# Your objective:
The answer must be the number of lines in the listing below that contain "MultiLineState", and nothing else.

^^^^

/// Device features a profile can mark as unsupported
#[derive(Debug, Clone, Copy, PartialEq, Eq, Hash, Serialize, Deserialize)]
#[serde(rename_all = "snake_case")]
pub enum Feature {
    Proximity,
    DockedQuery,
    ChargeStatus,
    BatteryLevel,
    WearState,
    Mute,
    AudioState,
    Multiline,
    Serial,
    MobileCallStatus,
    MobileCallerId,
    Display,
}

impl Feature {
    pub fn name(self) -> &'static str {
        match self {
            Feature::Proximity => "proximity",
            Feature::DockedQuery => "docked query",
            Feature::ChargeStatus => "charge status",
            Feature::BatteryLevel => "battery level",
            Feature::WearState => "wear state",
            Feature::Mute => "mute",
            Feature::AudioState => "audio state",
            Feature::Multiline => "multiline",
            Feature::Serial => "serial number",
            Feature::MobileCallStatus => "mobile call status",
            Feature::MobileCallerId => "mobile caller id",
            Feature::Display => "display device",
        }
    }
}

/// Live state of the simulated device
#[derive(Debug, Clone, PartialEq, Eq, Default, Serialize, Deserialize)]
#[serde(default)]
pub struct SimulatedState {
    pub docked: bool,
    pub charge: ChargeStatus,
    pub battery: BatteryLevel,
    pub wear: WearState,
    pub muted: bool,
    pub audio: AudioType,
    /// Paired phone is near
    pub near: bool,
    pub lines: MultiLineState,
    pub headset_serial: Vec<u8>,
    pub base_serial: Vec<u8>,
    pub mobile_call_active: bool,
    pub caller_id: String,
}

/// Partial state change applied by a replay step
#[derive(Debug, Clone, Default, Serialize, Deserialize)]
#[serde(default)]
pub struct StateUpdate {
    pub docked: Option<bool>,
    pub charge: Option<ChargeStatus>,
    pub battery: Option<BatteryLevel>,
    pub wear: Option<WearState>,
    pub muted: Option<bool>,
    pub audio: Option<AudioType>,
    pub near: Option<bool>,
    pub lines: Option<MultiLineState>,
    pub headset_serial: Option<Vec<u8>>,
    pub base_serial: Option<Vec<u8>>,
    pub mobile_call_active: Option<bool>,
    pub caller_id: Option<String>,
}

impl StateUpdate {
    pub fn apply(self, state: &mut SimulatedState) {
        macro_rules! merge {
            ($($field:ident),*) => {
                $(if let Some(value) = self.$field {
                    state.$field = value;
                })*
            };
        }
        merge!(
            docked,
            charge,
            battery,
            wear,
            muted,
            audio,
            near,
            lines,
            headset_serial,
            base_serial,
            mobile_call_active,
            caller_id
        );
    }
}

/// Static description of a simulated device
#[derive(Debug, Clone, Serialize, Deserialize)]
pub struct DeviceProfile {
    /// Product id, as a number or a hex string
    #[serde(deserialize_with = "product_id_from_json")]
    pub product_id: u16,
    #[serde(default)]
    pub product_name: String,
    #[serde(default)]
    pub internal_name: String,
    #[serde(default)]
    pub path: String,
    /// Device has a display needing initialization
    #[serde(default)]
    pub display: bool,
    #[serde(default)]
    pub state: SimulatedState,
    #[serde(default)]
    pub unsupported: Vec<Feature>,
    /// Channels whose subscription is refused
    #[serde(default)]
    pub failing_channels: Vec<DeviceChannel>,
    /// Charge-status reads raise BatteryLevel (and UnDocked when not charging)
    #[serde(default)]
    pub battery_echo: bool,
}
//! headsetd Library
//!
//! Normalizes raw headset and base notifications into application events.
//! Public API for testing and integration.

pub mod calls;
pub mod capabilities;
pub mod config;
pub mod controller;
pub mod device;
pub mod docking;
pub mod events;
pub mod headset;
pub mod raw;
pub mod simulator;
pub mod watcher;

/// Re-export commonly used types
pub use calls::{CallDirectionState, CallTracker};
pub use capabilities::{
    Capability, CapabilityError, CapabilityTable, DeviceCapabilities, FamilyQuirks,
    CAPABILITIES_FILE,
};
pub use config::{Config, ConfigError};
pub use controller::{DeviceController, LifecycleState};
pub use device::{
    BatteryLevel, ChargeStatus, DeviceChannel, DeviceError, DeviceInfo, DeviceResult,
    HeadsetDevice, LineType, Session, WearState,
};
pub use docking::{DockingSoftState, DockingSupport, DockingTracker, MAX_BATTERY_INFERENCES};
pub use events::{CallState, Contact, EventSink, MultiLineState, NormalizedEvent, SerialKind};
pub use raw::RawEvent;
pub use simulator::{DeviceProfile, ReplayStep, Simulator};
pub use watcher::{CapabilityWatcher, WatchError};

^^^^

# Result of this exercise:
3